[Source data]
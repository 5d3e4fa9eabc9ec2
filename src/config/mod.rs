//! Narrow configuration surface: a `{server.port, schedule.*}` JSON
//! document. Unknown keys are ignored; there is deliberately no CLI-flag
//! layer or layered config-file loader here — that belongs to whatever
//! wires this crate into a running service.

use std::path::Path;

use serde::Deserialize;

use crate::error::ConfigError;
use crate::utils::DEFAULT_INDEXING_MINUTES;

#[derive(Debug, Clone, Deserialize, Default)]
struct RawConfig {
    #[serde(default)]
    server: RawServer,
    #[serde(default)]
    schedule: RawSchedule,
}

#[derive(Debug, Clone, Deserialize, Default)]
struct RawServer {
    port: Option<u16>,
}

#[derive(Debug, Clone, Deserialize, Default)]
struct RawSchedule {
    refresh_hour: Option<u8>,
    refresh_minute: Option<u8>,
    indexing_minutes: Option<i64>,
}

#[derive(Debug, Clone, PartialEq, Eq)]
pub struct Config {
    pub port: u16,
    pub refresh_hour: u8,
    pub refresh_minute: u8,
    pub indexing_minutes: u64,
}

impl Default for Config {
    fn default() -> Self {
        Self {
            port: 8080,
            refresh_hour: 3,
            refresh_minute: 0,
            indexing_minutes: DEFAULT_INDEXING_MINUTES,
        }
    }
}

impl Config {
    /// Parse a config document. Unknown keys are ignored. An
    /// out-of-range `schedule.refresh_hour`/`refresh_minute` is rejected as
    /// invalid (fatal at startup); an out-of-range or non-positive
    /// `schedule.indexing_minutes` silently falls back to the default
    /// (spec.md §9, open question 3) rather than failing startup.
    pub fn from_json(bytes: &[u8]) -> Result<Self, ConfigError> {
        let raw: RawConfig = serde_json::from_slice(bytes).map_err(ConfigError::Parse)?;
        let mut config = Self::default();

        if let Some(port) = raw.server.port {
            config.port = port;
        }

        if let Some(hour) = raw.schedule.refresh_hour {
            if hour > 23 {
                return Err(ConfigError::Invalid("schedule.refresh_hour".into()));
            }
            config.refresh_hour = hour;
        }
        if let Some(minute) = raw.schedule.refresh_minute {
            if minute > 59 {
                return Err(ConfigError::Invalid("schedule.refresh_minute".into()));
            }
            config.refresh_minute = minute;
        }
        if let Some(minutes) = raw.schedule.indexing_minutes {
            config.indexing_minutes = if minutes >= 1 {
                minutes as u64
            } else {
                log::warn!("invalid schedule.indexing_minutes={minutes}, falling back to {DEFAULT_INDEXING_MINUTES}");
                DEFAULT_INDEXING_MINUTES
            };
        }

        Ok(config)
    }

    /// Load from disk, defaulting if the file doesn't exist.
    pub fn load(path: &Path) -> Result<Self, ConfigError> {
        match std::fs::read(path) {
            Ok(bytes) => Self::from_json(&bytes),
            Err(e) if e.kind() == std::io::ErrorKind::NotFound => Ok(Self::default()),
            Err(e) => Err(ConfigError::Io(e)),
        }
    }
}

#[cfg(test)]
mod tests {
    use super::*;

    #[test]
    fn defaults_when_file_missing() {
        let cfg = Config::load(Path::new("/nonexistent/config.json")).unwrap();
        assert_eq!(cfg, Config::default());
    }

    #[test]
    fn unknown_keys_are_ignored() {
        let json = br#"{"server":{"port":9090},"unexpected":{"a":1}}"#;
        let cfg = Config::from_json(json).unwrap();
        assert_eq!(cfg.port, 9090);
    }

    #[test]
    fn invalid_indexing_minutes_falls_back_to_default() {
        let json = br#"{"schedule":{"indexing_minutes":0}}"#;
        let cfg = Config::from_json(json).unwrap();
        assert_eq!(cfg.indexing_minutes, DEFAULT_INDEXING_MINUTES);
    }

    #[test]
    fn out_of_range_refresh_hour_is_invalid() {
        let json = br#"{"schedule":{"refresh_hour":24}}"#;
        let err = Config::from_json(json).unwrap_err();
        assert!(matches!(err, ConfigError::Invalid(_)));
    }

    #[test]
    fn malformed_json_is_parse_error() {
        let err = Config::from_json(b"not json").unwrap_err();
        assert!(matches!(err, ConfigError::Parse(_)));
    }
}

▶ _ASSIGNMENT_:
The data should be written out again in full, exactly as it stands.

▶ _SOLUTION TO THE PROBLEM_:
repository 5d3e4fa9eabc9ec2
filename src/config/mod.rs
//! Narrow configuration surface: a `{server.port, schedule.*}` JSON
//! document. Unknown keys are ignored; there is deliberately no CLI-flag
//! layer or layered config-file loader here — that belongs to whatever
//! wires this crate into a running service.

use std::path::Path;

use serde::Deserialize;

use crate::error::ConfigError;
use crate::utils::DEFAULT_INDEXING_MINUTES;

#[derive(Debug, Clone, Deserialize, Default)]
struct RawConfig {
    #[serde(default)]
    server: RawServer,
    #[serde(default)]
    schedule: RawSchedule,
}

#[derive(Debug, Clone, Deserialize, Default)]
struct RawServer {
    port: Option<u16>,
}

#[derive(Debug, Clone, Deserialize, Default)]
struct RawSchedule {
    refresh_hour: Option<u8>,
    refresh_minute: Option<u8>,
    indexing_minutes: Option<i64>,
}

#[derive(Debug, Clone, PartialEq, Eq)]
pub struct Config {
    pub port: u16,
    pub refresh_hour: u8,
    pub refresh_minute: u8,
    pub indexing_minutes: u64,
}

impl Default for Config {
    fn default() -> Self {
        Self {
            port: 8080,
            refresh_hour: 3,
            refresh_minute: 0,
            indexing_minutes: DEFAULT_INDEXING_MINUTES,
        }
    }
}

impl Config {
    /// Parse a config document. Unknown keys are ignored. An
    /// out-of-range `schedule.refresh_hour`/`refresh_minute` is rejected as
    /// invalid (fatal at startup); an out-of-range or non-positive
    /// `schedule.indexing_minutes` silently falls back to the default
    /// (spec.md §9, open question 3) rather than failing startup.
    pub fn from_json(bytes: &[u8]) -> Result<Self, ConfigError> {
        let raw: RawConfig = serde_json::from_slice(bytes).map_err(ConfigError::Parse)?;
        let mut config = Self::default();

        if let Some(port) = raw.server.port {
            config.port = port;
        }

        if let Some(hour) = raw.schedule.refresh_hour {
            if hour > 23 {
                return Err(ConfigError::Invalid("schedule.refresh_hour".into()));
            }
            config.refresh_hour = hour;
        }
        if let Some(minute) = raw.schedule.refresh_minute {
            if minute > 59 {
                return Err(ConfigError::Invalid("schedule.refresh_minute".into()));
            }
            config.refresh_minute = minute;
        }
        if let Some(minutes) = raw.schedule.indexing_minutes {
            config.indexing_minutes = if minutes >= 1 {
                minutes as u64
            } else {
                log::warn!("invalid schedule.indexing_minutes={minutes}, falling back to {DEFAULT_INDEXING_MINUTES}");
                DEFAULT_INDEXING_MINUTES
            };
        }

        Ok(config)
    }

    /// Load from disk, defaulting if the file doesn't exist.
    pub fn load(path: &Path) -> Result<Self, ConfigError> {
        match std::fs::read(path) {
            Ok(bytes) => Self::from_json(&bytes),
            Err(e) if e.kind() == std::io::ErrorKind::NotFound => Ok(Self::default()),
            Err(e) => Err(ConfigError::Io(e)),
        }
    }
}

#[cfg(test)]
mod tests {
    use super::*;

    #[test]
    fn defaults_when_file_missing() {
        let cfg = Config::load(Path::new("/nonexistent/config.json")).unwrap();
        assert_eq!(cfg, Config::default());
    }

    #[test]
    fn unknown_keys_are_ignored() {
        let json = br#"{"server":{"port":9090},"unexpected":{"a":1}}"#;
        let cfg = Config::from_json(json).unwrap();
        assert_eq!(cfg.port, 9090);
    }

    #[test]
    fn invalid_indexing_minutes_falls_back_to_default() {
        let json = br#"{"schedule":{"indexing_minutes":0}}"#;
        let cfg = Config::from_json(json).unwrap();
        assert_eq!(cfg.indexing_minutes, DEFAULT_INDEXING_MINUTES);
    }

    #[test]
    fn out_of_range_refresh_hour_is_invalid() {
        let json = br#"{"schedule":{"refresh_hour":24}}"#;
        let err = Config::from_json(json).unwrap_err();
        assert!(matches!(err, ConfigError::Invalid(_)));
    }

    #[test]
    fn malformed_json_is_parse_error() {
        let err = Config::from_json(b"not json").unwrap_err();
        assert!(matches!(err, ConfigError::Parse(_)));
    }
}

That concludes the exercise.